Serious students of Standard’s practices during the late 19th and early 20th centuries understand that complaints against that company came overwhelmingly from other refiners who couldn’t match Standard’s great efficiencies.  Yet no complaints came from consumers.  Standard made them overwhelmingly better off – which is compelling evidence that Standard did not have monopoly power.

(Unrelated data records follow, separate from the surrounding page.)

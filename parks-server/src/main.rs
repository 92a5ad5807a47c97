use parks::config::ParksConfig;
use parks::errors::{ErrorKind, ParksError, ParksResult};
use parks::service::ParkService;
use parks_mongo_adapter::MongoModule;
use parks_server::{build_router, spawn_initialization, AppState, ServerConfig};
use std::process;
use tokio::net::TcpListener;

#[tokio::main]
async fn main() {
    colog::init();
    if let Err(err) = run().await {
        log::error!("parks-server stopped: {}", err);
        process::exit(1);
    }
}

async fn run() -> ParksResult<()> {
    let config = ParksConfig::from_env()?;
    let server_config = ServerConfig::from_env()?;

    let service = ParkService::builder()
        .load_module(MongoModule::from_parks_config(&config).build()?)
        .config(config)
        .build()?;
    log::info!("Using {:?}", service);

    // seeding runs in the background; a failure there is not fatal
    let _ = spawn_initialization(service.clone());

    let state = AppState::new(service.clone()).with_request_timeout(server_config.request_timeout);
    let app = build_router(state);

    let bind_addr = server_config.bind_addr();
    let listener = TcpListener::bind(&bind_addr).await.map_err(|e| {
        ParksError::new(
            &format!("cannot bind {}: {}", bind_addr, e),
            ErrorKind::ConfigError,
        )
    })?;
    log::info!("parks-server listening on {}", bind_addr);

    axum::serve(listener, app)
        .with_graceful_shutdown(shutdown_signal())
        .await
        .map_err(|e| ParksError::new(&format!("server error: {}", e), ErrorKind::InternalError))?;

    log::info!("Shutting down");
    tokio::task::spawn_blocking(move || service.shutdown())
        .await
        .map_err(|e| ParksError::new(&e.to_string(), ErrorKind::InternalError))??;
    Ok(())
}

async fn shutdown_signal() {
    if let Err(err) = tokio::signal::ctrl_c().await {
        log::warn!("Cannot listen for shutdown signal: {}", err);
        std::future::pending::<()>().await;
    }
}
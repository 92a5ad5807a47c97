//! parks-admin - one-shot maintenance for the parks collection
//!
//! Each command opens a connection, runs once and closes the connection,
//! whatever the outcome.

use clap::{Parser, Subcommand};
use parks::config::{ParksConfig, SeedSource};
use parks::errors::ParksResult;
use parks::service::ParkService;
use parks_mongo_adapter::MongoModule;
use std::path::PathBuf;
use std::process::ExitCode;

#[derive(Parser)]
#[command(name = "parks-admin")]
#[command(about = "Initialize or flush the parks collection", long_about = None)]
struct Cli {
    /// Connection string (default: PARKS_DB_URI or mongodb://localhost:27017/parks)
    #[arg(long, global = true)]
    uri: Option<String>,

    /// Collection name (default: PARKS_COLLECTION or parkpoints)
    #[arg(long, global = true)]
    collection: Option<String>,

    #[command(subcommand)]
    command: Command,
}

#[derive(Subcommand)]
enum Command {
    /// Create the 2dsphere index and import the dataset if the collection is empty
    Init {
        /// JSON file with an array of parks (default: built-in dataset)
        #[arg(long)]
        seed_file: Option<PathBuf>,
    },
    /// Drop the whole collection
    Flush,
}

fn main() -> ExitCode {
    colog::init();
    let cli = Cli::parse();
    match run(cli) {
        Ok(()) => ExitCode::SUCCESS,
        Err(err) => {
            log::error!("{}", err);
            ExitCode::FAILURE
        }
    }
}

fn run(cli: Cli) -> ParksResult<()> {
    let mut builder = ParksConfig::builder();
    let env_config = ParksConfig::from_env()?;
    builder = builder
        .connection_string(cli.uri.as_deref().unwrap_or(env_config.connection_string()))
        .collection_name(
            cli.collection
                .as_deref()
                .unwrap_or(env_config.collection_name()),
        )
        .default_database(env_config.default_database())
        .retry_policy(env_config.retry_policy())
        .seed_source(env_config.seed_source().clone());
    if let Command::Init {
        seed_file: Some(path),
    } = &cli.command
    {
        builder = builder.seed_source(SeedSource::File(path.clone()));
    }
    let config = builder.build();

    let service = ParkService::builder()
        .load_module(MongoModule::from_parks_config(&config).build()?)
        .config(config)
        .build()?;

    match cli.command {
        Command::Init { .. } => {
            let outcome = service.one_shot().initialize()?;
            println!("{}", outcome);
        }
        Command::Flush => {
            service.one_shot().flush()?;
            println!("collection flushed");
        }
    }
    Ok(())
}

Here’s the noted antitrust historian D.T. Armentano: “Standard Oil’s efficiency made the company extremely successful: it kept its costs low and was able to sell more and more of its refined product, usually at a lower and lower price, in the open marketplace.  Prices for kerosene [Standard’s principal output] fell from 30 cents a gallon in 1869 to 9 cents in 1880, 7.4 cents in 1890, and 5.9 cents in 1897.  Most important, this feat was accomplished in a market open to competitors, the number and organizational size of which increased greatly after 1890.  Indeed, competitors grew so quickly in the years preceding the federal antitrust case that Standard’s market share in petroleum refining declined from roughly 85 percent in 1890 to 64 percent in 1911.  In 1911, at least 147 refining companies were competing with Standard, including such large firms as Gulf, Texaco, Union, Pure, Associated Oil and Gas, and Shell.”*

Nobel laureate economists should not parrot potted economic histories.

Sincerely,
Donald J. Boudreaux
Professor of Economics
and
Martha and Nelson Getchell Chair for the Study of Free Market Capitalism at the Mercatus Center
George Mason University
Fairfax, VA  22030

* D.T. Armentano, Antitrust Policy (Washington, DC: Cato Institute, 1986), pp. 24-25.